Investors in rural communities:
• will be exempted from dividend and capital gain tax
• employing up to fifty (50) persons will be granted tax exemptions and other incentives on the importation of capital equipment
g. provide special tax incentives for indigenous value chain industries such as mineral processing, petroleum-based, agro-based, and pulp and paper industries, to unlock potential sustainable job opportunities. We will:
• use special tax incentives to maximise the gains from the value chain of indigenous manufacturing activities
• introduce the agriculture value chain tax incentives regime within the first quarter of 2021
h. introduce a Tax Support for Export Growth (TSEG) to address trade and balance of payment deficits and also in furtherance of the One Million Jobs Plan. Special tax incentives will be offered Ghanaian businesses in the Export-Oriented Industries (EOI) to stimulate exports
i. provide the Shipping Industry with special tax incentives to achieve Ghana’s objective of becoming a world-class cargo hub on the West African coast (similar to Singapore). For example, tax incentives, efficient logistics support, safety and security
j. revisit Ghana’s international tax policy to protect the tax base and profit shifting.

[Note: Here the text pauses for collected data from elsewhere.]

//! Ambiguous-term detection for Lexiclear.
//!
//! This crate finds every occurrence of a vocabulary term in a block of text
//! and reports it as a [`MatchRecord`] the user can later resolve.
//!
//! # Architecture
//!
//! ```text
//! "I will accept the banks' offer"
//!          │
//!          ▼
//! ┌─────────────────┐
//! │ LEXICAL         │  → "accept" @7 (kind = other, whole word, any case)
//! │ SCAN            │
//! └─────────────────┘
//!          │
//!          ▼
//! ┌─────────────────┐
//! │ TAGGER          │  → [I/PRON, will/AUX, accept/VERB, the/DET, banks/NOUN→bank, ...]
//! └─────────────────┘
//!          │
//!          ▼
//! ┌─────────────────┐
//! │ LEMMA           │  → "banks" @18 (kind = noun, lemma "bank")
//! │ MATCHING        │     tokens inside lexical spans are skipped
//! └─────────────────┘
//!          │
//!          ▼
//! ┌─────────────────┐
//! │ ORDERED         │  → [accept@7, banks@18], all unresolved
//! │ RECORDS         │
//! └─────────────────┘
//! ```
//!
//! # Modules
//!
//! - [`tagger`] - The tagger contract and tagged tokens
//! - [`tokenizer`] - Word segmentation with byte offsets
//! - [`lexicon`] - A table-driven tagger
//! - [`record`] - Match records and the user's choice
//! - [`matcher`] - The detection pipeline

#![warn(missing_docs)]
#![warn(clippy::all)]
#![warn(clippy::pedantic)]

pub mod lexicon;
pub mod matcher;
pub mod record;
pub mod tagger;
pub mod tokenizer;

pub use lexicon::LexiconTagger;
pub use matcher::find_matches;
pub use record::{Choice, MatchRecord};
pub use tagger::{TaggedToken, Tagger};
pub use tokenizer::{WordSpan, WordTokenizer};
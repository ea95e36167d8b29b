//! Lexiclear - Ambiguous-word detection and position-stable substitution
//!
//! This crate re-exports all layers of the Lexiclear system for convenient access.
//! For detailed documentation, see the individual layer crates.
//!
//! # Architecture
//!
//! ```text
//! Layer 4: lexiclear_runtime    - REPL, CLI, settings, logging, file I/O
//! Layer 3: lexiclear_engine     - Substitution, resolution, review navigation
//! Layer 2: lexiclear_matcher    - Tagger contract, tokenizer, match detection
//! Layer 1: lexiclear_vocabulary - Ambiguous terms and their relationships
//! Layer 0: lexiclear_foundation - Core types (TermId, TermKind, Error)
//! ```

pub use lexiclear_engine as engine;
pub use lexiclear_foundation as foundation;
pub use lexiclear_matcher as matcher;
pub use lexiclear_runtime as runtime;
pub use lexiclear_vocabulary as vocabulary;
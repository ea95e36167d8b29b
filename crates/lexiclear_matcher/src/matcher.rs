//! The detection pipeline.
//!
//! Matching runs in two phases over the same text:
//!
//! 1. **Lexical**: every term of kind [`TermKind::Other`] is searched as a
//!    whole word, ignoring case. Each hit claims its byte range.
//! 2. **Lemma**: the tagger runs once; every token not starting inside a
//!    claimed range is compared by lemma and part of speech against the noun
//!    and verb terms. The first agreeing term wins and claims the token.
//!
//! Hits from different lexical terms are never deduplicated against each
//! other; only lemma hits are suppressed by lexical ones.

use std::collections::BTreeMap;

use lexiclear_foundation::{CharCursor, Error, ErrorKind, Result, TermKind};
use lexiclear_vocabulary::{AmbiguousTerm, Vocabulary};
use regex::RegexBuilder;
use tracing::{debug, trace};

use crate::record::MatchRecord;
use crate::tagger::{TaggedToken, Tagger};

/// Finds every ambiguous occurrence in `text`.
///
/// Records are ordered by ascending position; records at the same position
/// keep discovery order (lexical first, then vocabulary order). Every record
/// starts unresolved, and its position is a character index into `text`.
///
/// # Errors
///
/// Returns the tagger's error unchanged if tagging fails, or a tagger error
/// if a token's offset and surface text do not agree with `text`.
pub fn find_matches<T>(text: &str, vocabulary: &Vocabulary, tagger: &mut T) -> Result<Vec<MatchRecord>>
where
    T: Tagger + ?Sized,
{
    let mut claims = Claims::default();
    // Byte offsets until the final pass
    let mut records = Vec::new();

    for term in vocabulary.terms_of_kind(TermKind::Other) {
        for (start, end) in lexical_occurrences(text, &term.word)? {
            claims.claim(start, end);
            records.push(MatchRecord::new(&text[start..end], start, term.id));
        }
    }
    let lexical = records.len();

    let tokens = tagger.tag(text)?;
    let lemma_terms: Vec<(&AmbiguousTerm, String)> = vocabulary
        .iter()
        .filter(|term| term.kind.is_lemma_based() && !term.word.is_empty())
        .map(|term| (term, term.word.to_lowercase()))
        .collect();

    let mut cursor = CharCursor::new(text);
    for token in &tokens {
        let (start, end) = token_span(text, &mut cursor, token)?;
        if token.text.is_empty() || claims.contains(start) {
            continue;
        }

        let lemma = token.lemma.to_lowercase();
        let hit = lemma_terms
            .iter()
            .find(|(term, word)| *word == lemma && term.kind.accepts(&token.pos));

        if let Some((term, _)) = hit {
            trace!(token = %token.text, start = token.start, term = %term.id, "lemma match");
            claims.claim(start, end);
            records.push(MatchRecord::new(token.text.clone(), start, term.id));
        }
    }

    records.sort_by_key(|record| record.position);

    let mut cursor = CharCursor::new(text);
    for record in &mut records {
        record.position = cursor.char_of(record.position).ok_or_else(|| {
            Error::new(ErrorKind::Internal(format!(
                "match {:?} does not start on a character",
                record.surface_text
            )))
        })?;
    }

    debug!(
        lexical,
        lemma = records.len() - lexical,
        tokens = tokens.len(),
        "matching complete"
    );
    Ok(records)
}

/// Byte ranges of whole-word, case-insensitive occurrences of `word`.
///
/// A whole word is not preceded or followed by an alphanumeric character.
/// `word` is matched literally; an empty word never matches.
fn lexical_occurrences(text: &str, word: &str) -> Result<Vec<(usize, usize)>> {
    if word.is_empty() {
        trace!("skipping lexical term with empty word");
        return Ok(Vec::new());
    }

    let pattern = RegexBuilder::new(&regex::escape(word))
        .case_insensitive(true)
        .build()
        .map_err(|e| Error::new(ErrorKind::Internal(format!("cannot search for {word:?}: {e}"))))?;

    let mut found = Vec::new();
    let mut from = 0;
    while let Some(m) = pattern.find_at(text, from) {
        if is_word_boundary(text, m.start(), m.end()) {
            found.push((m.start(), m.end()));
            from = m.end();
        } else {
            // Retry one character later; an overlapping occurrence may still
            // stand on its own.
            from = m.start() + text[m.start()..].chars().next().map_or(1, char::len_utf8);
        }
        if from > text.len() {
            break;
        }
    }
    Ok(found)
}

fn is_word_boundary(text: &str, start: usize, end: usize) -> bool {
    let before = text[..start].chars().next_back();
    let after = text[end..].chars().next();
    !before.is_some_and(char::is_alphanumeric) && !after.is_some_and(char::is_alphanumeric)
}

/// Byte range of a token, rejecting tokens that do not describe a substring
/// of `text`.
fn token_span(text: &str, cursor: &mut CharCursor<'_>, token: &TaggedToken) -> Result<(usize, usize)> {
    let span = cursor.byte_of(token.start).and_then(|start| {
        let end = start.checked_add(token.text.len())?;
        (text.get(start..end)? == token.text).then_some((start, end))
    });

    span.ok_or_else(|| {
        Error::tagger(format!(
            "token {:?} at {} does not match the input text",
            token.text, token.start
        ))
    })
}

/// Disjoint claimed byte ranges, keyed by start.
#[derive(Debug, Default)]
struct Claims {
    spans: BTreeMap<usize, usize>,
}

impl Claims {
    /// Claims `[start, end)`, merging with any touching ranges.
    fn claim(&mut self, start: usize, end: usize) {
        let mut merged_start = start;
        let mut merged_end = end;

        if let Some((&s, &e)) = self.spans.range(..=start).next_back() {
            if e >= start {
                merged_start = s;
                merged_end = merged_end.max(e);
            }
        }

        let covered: Vec<usize> = self
            .spans
            .range(merged_start..=merged_end)
            .map(|(&s, _)| s)
            .collect();
        for s in covered {
            if let Some(e) = self.spans.remove(&s) {
                merged_end = merged_end.max(e);
            }
        }

        self.spans.insert(merged_start, merged_end);
    }

    /// Returns true if `offset` lies inside a claimed range.
    fn contains(&self, offset: usize) -> bool {
        self.spans
            .range(..=offset)
            .next_back()
            .is_some_and(|(_, &end)| offset < end)
    }
}
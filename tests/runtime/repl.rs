//! Tests for the review REPL driven by scripted input

use std::collections::VecDeque;

use lexiclear_engine::Review;
use lexiclear_foundation::{Result, TermId, TermKind};
use lexiclear_matcher::MatchRecord;
use lexiclear_runtime::repl::{Command, Response};
use lexiclear_runtime::{LineEditor, ReadResult, Repl, Settings};
use lexiclear_vocabulary::{AmbiguousTerm, Vocabulary};
use tempfile::TempDir;

struct ScriptedEditor {
    lines: VecDeque<String>,
}

impl ScriptedEditor {
    fn new(lines: &[&str]) -> Self {
        Self {
            lines: lines.iter().map(|l| (*l).to_string()).collect(),
        }
    }
}

impl LineEditor for ScriptedEditor {
    fn read_line(&mut self, _prompt: &str) -> Result<ReadResult> {
        Ok(self.lines.pop_front().map_or(ReadResult::Eof, ReadResult::Line))
    }

    fn add_history(&mut self, _line: &str) {}

    fn set_keywords(&mut self, _keywords: Vec<String>) {}
}

fn vocabulary() -> Vocabulary {
    Vocabulary::new(vec![
        AmbiguousTerm::new(1, "accept", "to receive", TermKind::Other).with_related([2]),
        AmbiguousTerm::new(2, "except", "excluding", TermKind::Other).with_related([1]),
    ])
    .unwrap()
}

fn review() -> Review {
    Review::new(
        "I will accept this, except that one.",
        vec![
            MatchRecord::new("accept", 7, TermId::new(1)),
            MatchRecord::new("except", 20, TermId::new(2)),
        ],
    )
}

fn repl(lines: &[&str]) -> Repl<ScriptedEditor> {
    Repl::with_editor(ScriptedEditor::new(lines), review(), vocabulary(), Settings::default()).without_banner()
}

#[test]
fn parse_commands() {
    assert_eq!(Command::parse("n"), Ok(Command::Next));
    assert_eq!(Command::parse("pick 2"), Ok(Command::Pick(2)));
    assert_eq!(Command::parse("export"), Ok(Command::Export(None)));
    assert!(Command::parse("pick two").is_err());
    assert!(Command::parse("next 3").is_err());
    assert!(Command::parse("frobnicate").is_err());
}

#[test]
fn pick_then_text() {
    let mut repl = repl(&[]);
    let Response::Output(out) = repl.execute(Command::Pick(2)).unwrap() else {
        panic!("expected output");
    };
    assert!(out.contains("except"));
    assert!(out.contains("1/2"));

    let Response::Output(text) = repl.execute(Command::Text).unwrap() else {
        panic!("expected output");
    };
    assert_eq!(text, "I will except this, except that one.");
}

#[test]
fn out_of_range_pick_changes_nothing() {
    let mut repl = repl(&[]);
    repl.execute(Command::Pick(9)).unwrap();
    assert_eq!(repl.review().progress(), (0, 2));
}

#[test]
fn scripted_session_exports() {
    let dir = TempDir::new().unwrap();
    let target = dir.path().join("checked");
    let export = format!("export {}", target.display());

    let mut repl = repl(&["pick 2", "next", "pick 1", "bogus", &export, "quit"]);
    repl.run().unwrap();

    assert_eq!(repl.review().progress(), (2, 2));
    let written = std::fs::read_to_string(dir.path().join("checked.txt")).unwrap();
    assert_eq!(written, "I will except this, except that one.");
}

#[test]
fn save_and_restore_through_commands() {
    let dir = TempDir::new().unwrap();
    let path = dir.path().join("review.msgpack");

    let mut repl = repl(&[]);
    repl.execute(Command::Pick(2)).unwrap();
    repl.execute(Command::Save(path.clone())).unwrap();

    let mut other = Repl::with_editor(
        ScriptedEditor::new(&[]),
        review(),
        vocabulary(),
        Settings::default(),
    );
    other.execute(Command::Restore(path)).unwrap();
    assert_eq!(other.review().progress(), (1, 2));
}

#[test]
fn quit_response() {
    assert_eq!(repl(&[]).execute(Command::Quit).unwrap(), Response::Quit);
}

#[test]
fn corrupted_snapshot_keeps_current_review() {
    let dir = TempDir::new().unwrap();
    let path = dir.path().join("review.msgpack");
    let corrupted = Review::new(
        "I will accept this.",
        vec![MatchRecord::new("accept", usize::MAX - 2, TermId::new(1))],
    );
    lexiclear_runtime::snapshot::save_to_file(&corrupted, &path).unwrap();

    let mut repl = repl(&[]);
    repl.execute(Command::Pick(2)).unwrap();
    assert!(repl.execute(Command::Restore(path)).is_err());
    assert_eq!(repl.review().progress(), (1, 2));
    assert_eq!(repl.review().text(), "I will accept this, except that one.");
}
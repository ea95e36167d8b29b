//! Lexiclear CLI entry point.

use lexiclear_engine::Review;
use lexiclear_matcher::{LexiconTagger, find_matches};
use lexiclear_runtime::{Repl, Settings, io, logging};
use lexiclear_vocabulary::Vocabulary;
use std::env;
use std::path::PathBuf;
use std::process::ExitCode;

/// CLI configuration parsed from arguments.
#[derive(Default)]
struct CliConfig {
    text: Option<PathBuf>,
    vocabulary: Option<PathBuf>,
    lexicon: Option<PathBuf>,
    export: Option<String>,
    log_level: Option<String>,
    log_json: bool,
    batch_mode: bool,
    show_help: bool,
    show_version: bool,
}

impl CliConfig {
    fn settings(&self) -> Settings {
        let mut settings = Settings::default().with_log_json(self.log_json || logging::should_use_json());
        if let Some(path) = &self.vocabulary {
            settings = settings.with_vocabulary_path(path);
        }
        if let Some(path) = &self.lexicon {
            settings = settings.with_lexicon_path(path);
        }
        if let Some(name) = &self.export {
            settings = settings.with_export_file_name(name);
        }
        if let Some(level) = &self.log_level {
            settings = settings.with_log_level(level);
        }
        settings
    }
}

fn main() -> ExitCode {
    let args: Vec<String> = env::args().collect();

    match run(args) {
        Ok(()) => ExitCode::SUCCESS,
        Err(e) => {
            eprintln!("\x1b[31mError: {e}\x1b[0m");
            ExitCode::FAILURE
        }
    }
}

fn parse_args(args: Vec<String>) -> Result<CliConfig, Box<dyn std::error::Error>> {
    let mut config = CliConfig::default();
    let mut args = args.into_iter().skip(1);

    while let Some(arg) = args.next() {
        let mut value = |flag: &str| args.next().ok_or_else(|| format!("{flag} requires a value"));
        match arg.as_str() {
            "-h" | "--help" => config.show_help = true,
            "-V" | "--version" => config.show_version = true,
            "-b" | "--batch" => config.batch_mode = true,
            "--log-json" => config.log_json = true,
            "--vocabulary" => config.vocabulary = Some(PathBuf::from(value("--vocabulary")?)),
            "--lexicon" => config.lexicon = Some(PathBuf::from(value("--lexicon")?)),
            "--export" => config.export = Some(value("--export")?),
            "--log-level" => config.log_level = Some(value("--log-level")?),
            flag if flag.starts_with('-') => {
                return Err(format!("unknown option: {flag}").into());
            }
            path => {
                if config.text.is_some() {
                    return Err(format!("unexpected argument: {path}").into());
                }
                config.text = Some(PathBuf::from(path));
            }
        }
    }

    Ok(config)
}

fn run(args: Vec<String>) -> Result<(), Box<dyn std::error::Error>> {
    let config = parse_args(args)?;

    if config.show_help {
        print_help();
        return Ok(());
    }

    if config.show_version {
        println!("lexiclear {}", env!("CARGO_PKG_VERSION"));
        return Ok(());
    }

    let settings = config.settings();
    logging::setup_logging(settings.log_json, &settings.log_level)?;

    let Some(text_path) = &config.text else {
        return Err("no text file given (see --help)".into());
    };

    let vocabulary = io::load_vocabulary(&settings.vocabulary_path)?;
    let mut tagger = match &settings.lexicon_path {
        Some(path) => io::load_lexicon(path)?,
        None => LexiconTagger::new(),
    };

    let text = io::read_text(text_path, &settings)?;
    let records = find_matches(&text, &vocabulary, &mut tagger)?;
    let review = Review::new(text, records);

    if config.batch_mode {
        return run_batch(&review, &vocabulary, &config);
    }

    let mut repl = Repl::new(review, vocabulary, settings)?;
    repl.run()?;
    Ok(())
}

/// Lists the matches, and exports when `--export` was given.
fn run_batch(
    review: &Review,
    vocabulary: &Vocabulary,
    config: &CliConfig,
) -> Result<(), Box<dyn std::error::Error>> {
    if review.is_clean() {
        println!("The text looks clean.");
    }

    for record in review.records() {
        let word = vocabulary
            .get(record.term_id)
            .map_or("?", |term| term.word.as_str());
        println!("{}\t{}\t{word}", record.position, record.surface_text);
    }

    if let Some(path) = &config.export {
        let written = io::write_text(path, &review.export(vocabulary)?)?;
        eprintln!("exported to {}", written.display());
    }

    Ok(())
}

fn print_help() {
    println!(
        "\x1b[1mLexiclear\x1b[0m - Find ambiguous words and choose what you meant

\x1b[1mUSAGE:\x1b[0m
    lexiclear [OPTIONS] <TEXT_FILE>

\x1b[1mARGUMENTS:\x1b[0m
    <TEXT_FILE>    Text to check (.txt)

\x1b[1mOPTIONS:\x1b[0m
    -h, --help              Print help information
    -V, --version           Print version information
    -b, --batch             List matches and exit (no REPL)
    --vocabulary PATH       Vocabulary file [default: ambiguous_words.json]
    --lexicon PATH          Lexicon for noun/verb matching
    --export PATH           Export file name [default: textChecked.txt]
    --log-level LEVEL       Log filter when RUST_LOG is unset [default: warn]
    --log-json              Log as JSON (also LEXICLEAR_LOG_JSON=1)

\x1b[1mEXAMPLES:\x1b[0m
    lexiclear essay.txt                          Review essay.txt
    lexiclear --lexicon en.json essay.txt        Also match nouns and verbs
    lexiclear -b --export clean essay.txt        List matches, write clean.txt

\x1b[1mREPL COMMANDS:\x1b[0m
    next, prev, show     Move between matches
    options, pick <n>    List and choose replacements
    progress             Show how many matches are checked
    text, export [path]  Print or write the result
    save, restore <path> Save or resume a review
    Ctrl+D               Exit REPL"
    );
}
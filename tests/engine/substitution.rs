//! Integration tests for single replacements and case adaptation

use lexiclear_engine::{adapt_case, replace_at, shift_position};
use lexiclear_foundation::ErrorKind;

#[test]
fn offset_round_trip() {
    let (text, delta) = replace_at("I will accept this.", 7, "accept", "deny").unwrap();
    assert_eq!(text, "I will deny this.");
    assert_eq!(delta, -2);

    // A later match recorded at 100 now lives at 98
    assert_eq!(shift_position(100, delta).unwrap(), 98);
}

#[test]
fn equal_length_has_zero_delta() {
    let (text, delta) = replace_at("accept", 0, "accept", "except").unwrap();
    assert_eq!(text, "except");
    assert_eq!(delta, 0);
}

#[test]
fn stale_offset_is_rejected() {
    let err = replace_at("I will deny this.", 7, "accept", "except").unwrap_err();
    assert!(matches!(err.kind, ErrorKind::PositionMismatch { position: 7, .. }));
}

#[test]
fn case_preservation_table() {
    let cases = [
        ("ACCEPT", "except", "EXCEPT"),
        ("accept", "EXCEPT", "except"),
        ("Accept", "except", "Except"),
        ("Accept", "except all", "Except all"),
        ("AcCePt", "except", "except"),
        ("", "except", "except"),
    ];
    for (source, target, expected) in cases {
        assert_eq!(adapt_case(source, target), expected, "{source} -> {target}");
    }
}

#[test]
fn non_ascii_case() {
    assert_eq!(adapt_case("ÉTÉ", "hiver"), "HIVER");
    assert_eq!(adapt_case("Été", "hiver"), "Hiver");
}
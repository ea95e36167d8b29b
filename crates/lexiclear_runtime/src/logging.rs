//! Tracing subscriber setup.
//!
//! Library crates only emit events; the binary installs the subscriber.
//!
//! - `RUST_LOG` overrides the default filter (e.g. `lexiclear_matcher=trace`)
//! - `LEXICLEAR_LOG_JSON=1` (or `true`) selects JSON output
//!
//! Events go to stderr so exported text on stdout stays clean.

use lexiclear_foundation::{Error, ErrorKind, Result};
use tracing_subscriber::{EnvFilter, fmt, prelude::*};

/// Environment variable selecting JSON output.
pub const JSON_ENV_VAR: &str = "LEXICLEAR_LOG_JSON";

/// Installs the global subscriber.
///
/// `default_level` applies when `RUST_LOG` is unset.
///
/// # Errors
///
/// Returns an error if a global subscriber is already installed.
pub fn setup_logging(json: bool, default_level: &str) -> Result<()> {
    let env_filter = EnvFilter::try_from_default_env().unwrap_or_else(|_| EnvFilter::new(default_level));

    let installed = if json {
        tracing_subscriber::registry()
            .with(env_filter)
            .with(
                fmt::layer()
                    .json()
                    .with_writer(std::io::stderr)
                    .with_target(true)
                    .with_file(true)
                    .with_line_number(true),
            )
            .try_init()
    } else {
        tracing_subscriber::registry()
            .with(env_filter)
            .with(
                fmt::layer()
                    .pretty()
                    .with_writer(std::io::stderr)
                    .with_target(true)
                    .with_file(false)
                    .with_line_number(false),
            )
            .try_init()
    };

    installed.map_err(|e| Error::new(ErrorKind::Internal(format!("cannot install logger: {e}"))))
}

/// Returns true if JSON logging is requested via [`JSON_ENV_VAR`].
#[must_use]
pub fn should_use_json() -> bool {
    std::env::var(JSON_ENV_VAR).is_ok_and(|v| json_flag(&v))
}

fn json_flag(value: &str) -> bool {
    value == "1" || value.eq_ignore_ascii_case("true")
}
//! Integration tests for the review model

use lexiclear_engine::Review;
use lexiclear_foundation::{TermId, TermKind};
use lexiclear_matcher::{Choice, MatchRecord};
use lexiclear_vocabulary::{AmbiguousTerm, Vocabulary};

fn vocabulary() -> Vocabulary {
    Vocabulary::new(vec![
        AmbiguousTerm::new(1, "affect", "to influence", TermKind::Verb)
            .with_related([2])
            .with_variants(["affect", "affects"]),
        AmbiguousTerm::new(2, "effect", "a result", TermKind::Noun).with_related([1]),
    ])
    .unwrap()
}

fn review() -> Review {
    Review::new(
        "It affects the effect.",
        vec![
            MatchRecord::new("affects", 3, TermId::new(1)),
            MatchRecord::new("effect", 15, TermId::new(2)),
        ],
    )
}

#[test]
fn options_for_term_with_variants() {
    let options = review().options(&vocabulary()).unwrap();
    let summary: Vec<_> = options
        .iter()
        .map(|o| (o.group, o.label.as_str(), o.choice))
        .collect();
    assert_eq!(
        summary,
        vec![
            (0, "affect", Choice::BaseVariant(0)),
            (0, "affects", Choice::BaseVariant(1)),
            (
                1,
                "effect",
                Choice::Related {
                    related_index: 0,
                    variant_index: 0
                }
            ),
        ]
    );
    assert_eq!(options[2].meaning, "a result");
}

#[test]
fn picking_options_drives_export() {
    let vocab = vocabulary();
    let mut review = review();

    let effect = review.options(&vocab).unwrap()[2].choice;
    review.choose(effect);
    assert_eq!(review.preview(&vocab).unwrap().as_deref(), Some("effect"));

    review.next();
    let affects = review.options(&vocab).unwrap()[2].choice;
    review.choose(affects);

    assert_eq!(review.progress(), (2, 2));
    assert_eq!(review.export(&vocab).unwrap(), "It effect the affects.");
    assert_eq!(review.text(), "It affects the effect.");
}

#[test]
fn export_before_any_choice_is_identity() {
    let review = review();
    assert_eq!(review.export(&vocabulary()).unwrap(), review.text());
    assert_eq!(review.progress(), (0, 2));
}

#[test]
fn unknown_term_fails_options() {
    let review = Review::new("x", vec![MatchRecord::new("x", 0, TermId::new(9))]);
    assert!(review.options(&vocabulary()).is_err());
}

We will:
• develop Ghana’s model tax treaty negotiating manual
• strengthen Ghana’s tax treaties to eliminate transfer pricing
• establish and equip a new Centre with experts to specifically handle international tax-related issues.
Generally, the NPP says in its 2020 manifesto that it favours targeted, project-based tax incentives (instead of blanket incentives) for private developers to build more social housing, as well as inner-city redevelopment and revitalisation schemes.
The NPP also stated that it is committed to promoting the setting up of integrated local manufacturing industry to support the housing sector through tax incentives, creation of markets as well as tax rebates on some imported materials among others.
The NPP, in its 2020 manifesto states what it promised in 2016 and gives an update on what has achieved so far.
The tax incentives under the NPP are as follows:
- Offer tax incentives to young entrepreneurs to encourage them to initiate start-ups.
The NPP says it has offered tax incentives as part of the National Entrepreneurship and Innovation Plan (NEIP).
- The NPP in 2016 promised to offer tax incentives to local real estate developers and suppliers of building materials.
According to the NPP, currently, real estate developers constructing low cost affordable residential premises approved by the Minister for Works and Housing have a chargeable income tax rate of 1% for the first five years. Also, VAT on Real Estate sales has been removed.
- To promote the industry, the NPP government promised to partner private local and foreign investors to develop large scale strategic anchor industries to serve as growth poles for the economy.
According to the NPP, six different brands have started rolling off the VW Assembly Plant in Ghana, namely Amarok, Caddy, Passat, Polo, Teramont, and Tiguan.
The NPP 2020 manifesto said Sinotruk has also commenced assembling a variety of trucks in Ghana and Kantanka has been granted tax incentives and a license to continue its auto assembly operations under the Ghana Automotive Manufacturing Development Policy.